## [Your task]
Which lines in the material below contain the word "codec"? Copy each of them.

┄┄┄┄┄┄

use crate::core::codec;
use crate::domain::model::{ObjectMeta, Table};
use crate::domain::ports::{Clock, ObjectStore, SystemClock};
use crate::utils::error::{EtlError, Result};
use chrono::{DateTime, Utc};
use std::sync::Arc;

/// 時間戳格式 (UTC, 秒精度)
pub const TIMESTAMP_FORMAT: &str = "%Y-%m-%d_%H-%M-%S";

pub const DEFAULT_ROW_GROUP_SIZE: usize = 10_000;

pub enum Payload<'a> {
    /// Serialized to Snappy-compressed Parquet.
    Table(&'a Table),
    /// Written as-is.
    Raw { data: Vec<u8>, content_type: &'a str },
}

/// Finite, single-pass listing of the objects under a prefix at scan time.
pub struct ObjectScan {
    inner: std::vec::IntoIter<ObjectMeta>,
}

impl Iterator for ObjectScan {
    type Item = ObjectMeta;

    fn next(&mut self) -> Option<Self::Item> {
        self.inner.next()
    }
}

pub struct RawObjectStore<S: ObjectStore> {
    backend: S,
    clock: Arc<dyn Clock>,
    row_group_size: usize,
}

impl<S: ObjectStore> RawObjectStore<S> {
    pub fn new(backend: S) -> Self {
        Self {
            backend,
            clock: Arc::new(SystemClock),
            row_group_size: DEFAULT_ROW_GROUP_SIZE,
        }
    }

    pub fn with_clock(mut self, clock: Arc<dyn Clock>) -> Self {
        self.clock = clock;
        self
    }

    pub fn with_row_group_size(mut self, row_group_size: usize) -> Self {
        self.row_group_size = row_group_size;
        self
    }

    pub fn uri(&self, name: &str) -> String {
        self.backend.uri(name)
    }

    /// Object name for a write, without touching the backend.
    pub fn object_name(
        &self,
        tabular: bool,
        path: &str,
        filename: &str,
        timestamp: Option<&str>,
    ) -> String {
        let path = path.trim_end_matches('/');
        match (tabular, timestamp) {
            (true, Some(ts)) => format!("{}/{}.parquet", path, ts),
            (false, Some(ts)) => format!("{}/{}/{}", path, ts, filename),
            (_, None) => format!("{}/{}", path, filename),
        }
    }

    /// Writes one artifact and returns its URI.
    ///
    /// With `include_timestamp` each call gets a distinct name unless two writes
    /// land in the same UTC second. Without it the name is stable and a repeat
    /// write overwrites the object.
    pub async fn write(
        &self,
        payload: Payload<'_>,
        path: &str,
        filename: &str,
        include_timestamp: bool,
    ) -> Result<String> {
        self.write_stamped(payload, path, filename, include_timestamp)
            .await
            .map(|(uri, _)| uri)
    }

    /// Same as [`Self::write`], also returning the clock reading used for the name.
    pub async fn write_stamped(
        &self,
        payload: Payload<'_>,
        path: &str,
        filename: &str,
        include_timestamp: bool,
    ) -> Result<(String, DateTime<Utc>)> {
        let now = self.clock.now();
        let timestamp = include_timestamp.then(|| now.format(TIMESTAMP_FORMAT).to_string());

        let (name, data, content_type) = match payload {
            Payload::Table(table) => {
                let name = self.object_name(true, path, filename, timestamp.as_deref());
                let data = codec::encode_parquet(table, self.row_group_size).map_err(|e| {
                    EtlError::WriteError {
                        uri: self.backend.uri(&name),
                        message: format!("parquet encoding failed: {}", e),
                    }
                })?;
                (name, data, "application/octet-stream")
            }
            Payload::Raw { data, content_type } => {
                let name = self.object_name(false, path, filename, timestamp.as_deref());
                (name, data, content_type)
            }
        };

        let uri = self.backend.uri(&name);
        let size = data.len();

        if let Err(e) = self.backend.put(&name, data, content_type).await {
            tracing::error!("❌ Write to {} failed: {}", uri, e);
            return Err(match e {
                EtlError::WriteError { .. } => e,
                other => EtlError::WriteError {
                    uri,
                    message: other.to_string(),
                },
            });
        }

        tracing::debug!("💾 Wrote {} bytes to {}", size, uri);
        Ok((uri, now))
    }

    /// Lists the objects under `prefix`; every call rescans the store.
    pub async fn read_scan(&self, prefix: &str) -> Result<ObjectScan> {
        let objects = self.backend.list(prefix).await?;
        tracing::debug!("🔎 Scanned {} objects under {}", objects.len(), prefix);
        Ok(ObjectScan {
            inner: objects.into_iter(),
        })
    }

    pub async fn read(&self, uri: &str) -> Result<Vec<u8>> {
        let name = self
            .backend
            .name_from_uri(uri)
            .ok_or_else(|| EtlError::ValidationError {
                message: format!("'{}' does not belong to this object store", uri),
            })?;
        self.backend.get(&name).await
    }
}

#[cfg(test)]
mod tests {
    use super::*;
    use crate::adapters::storage::MemoryObjectStore;
    use crate::domain::model::Record;
    use chrono::{DateTime, TimeZone, Utc};
    use std::collections::HashMap;
    use std::sync::Mutex;

    struct StepClock {
        times: Mutex<Vec<DateTime<Utc>>>,
    }

    impl StepClock {
        fn new(mut times: Vec<DateTime<Utc>>) -> Self {
            times.reverse();
            Self {
                times: Mutex::new(times),
            }
        }
    }

    impl Clock for StepClock {
        fn now(&self) -> DateTime<Utc> {
            self.times.lock().unwrap().pop().unwrap()
        }
    }

    fn team_table() -> Table {
        let mut data = HashMap::new();
        data.insert("team_abbr".to_string(), serde_json::json!("KC"));
        Table::new(vec!["team_abbr".to_string()], vec![Record { data }])
    }

    #[tokio::test]
    async fn test_tabular_write_uses_timestamped_parquet_name() {
        let t = Utc.with_ymd_and_hms(2025, 9, 5, 5, 0, 7).unwrap();
        let backend = MemoryObjectStore::new("nfl-raw");
        let store =
            RawObjectStore::new(backend.clone()).with_clock(Arc::new(StepClock::new(vec![t])));

        let uri = store
            .write(Payload::Table(&team_table()), "raw/nfl/teams", "teams.parquet", true)
            .await
            .unwrap();

        assert_eq!(uri, "mem://nfl-raw/raw/nfl/teams/2025-09-05_05-00-07.parquet");
        assert!(backend
            .object("raw/nfl/teams/2025-09-05_05-00-07.parquet")
            .await
            .is_some());
    }

    #[tokio::test]
    async fn test_raw_write_interposes_timestamp_directory() {
        let t = Utc.with_ymd_and_hms(2025, 9, 5, 5, 0, 7).unwrap();
        let store = RawObjectStore::new(MemoryObjectStore::new("nfl-raw"))
            .with_clock(Arc::new(StepClock::new(vec![t])));

        let uri = store
            .write(
                Payload::Raw {
                    data: b"{\"a\":1}".to_vec(),
                    content_type: "application/x-ndjson",
                },
                "raw/nfl/fines",
                "nfl_fines.ndjson",
                true,
            )
            .await
            .unwrap();

        assert_eq!(
            uri,
            "mem://nfl-raw/raw/nfl/fines/2025-09-05_05-00-07/nfl_fines.ndjson"
        );
        assert_eq!(store.read(&uri).await.unwrap(), b"{\"a\":1}".to_vec());
    }

    #[tokio::test]
    async fn test_timestamped_writes_in_different_seconds_are_distinct() {
        let t1 = Utc.with_ymd_and_hms(2025, 9, 5, 5, 0, 7).unwrap();
        let t2 = Utc.with_ymd_and_hms(2025, 9, 5, 5, 0, 8).unwrap();
        let store = RawObjectStore::new(MemoryObjectStore::new("nfl-raw"))
            .with_clock(Arc::new(StepClock::new(vec![t1, t2])));
        let table = team_table();

        let first = store
            .write(Payload::Table(&table), "raw/nfl/teams", "teams.parquet", true)
            .await
            .unwrap();
        let second = store
            .write(Payload::Table(&table), "raw/nfl/teams", "teams.parquet", true)
            .await
            .unwrap();

        assert_ne!(first, second);
        assert!(!store.read(&first).await.unwrap().is_empty());
        assert!(!store.read(&second).await.unwrap().is_empty());
        assert_eq!(store.read_scan("raw/nfl/teams/").await.unwrap().count(), 2);
    }

    #[tokio::test]
    async fn test_untimestamped_write_overwrites_in_place() {
        let store = RawObjectStore::new(MemoryObjectStore::new("nfl-raw"));
        let raw = |body: &str| Payload::Raw {
            data: body.as_bytes().to_vec(),
            content_type: "text/plain",
        };

        let first = store
            .write(raw("one"), "raw/nfl/fines", "latest.ndjson", false)
            .await
            .unwrap();
        let second = store
            .write(raw("two"), "raw/nfl/fines", "latest.ndjson", false)
            .await
            .unwrap();

        assert_eq!(first, second);
        assert_eq!(first, "mem://nfl-raw/raw/nfl/fines/latest.ndjson");
        assert_eq!(store.read(&first).await.unwrap(), b"two".to_vec());
    }

    #[tokio::test]
    async fn test_backend_failure_is_write_error() {
        let backend = MemoryObjectStore::new("nfl-raw");
        backend.fail_writes("403 Forbidden").await;
        let store = RawObjectStore::new(backend);

        let err = store
            .write(Payload::Table(&team_table()), "raw/nfl/teams", "teams.parquet", true)
            .await
            .unwrap_err();

        match err {
            EtlError::WriteError { uri, message } => {
                assert!(uri.starts_with("mem://nfl-raw/raw/nfl/teams/"));
                assert!(message.contains("403"));
            }
            other => panic!("unexpected error: {:?}", other),
        }
    }

    #[tokio::test]
    async fn test_read_rejects_foreign_uri() {
        let store = RawObjectStore::new(MemoryObjectStore::new("nfl-raw"));
        assert!(store.read("gs://other/raw/x.parquet").await.is_err());
    }
}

┄┄┄┄┄┄

## [Response to this task]
use crate::core::codec;
                let data = codec::encode_parquet(table, self.row_group_size).map_err(|e| {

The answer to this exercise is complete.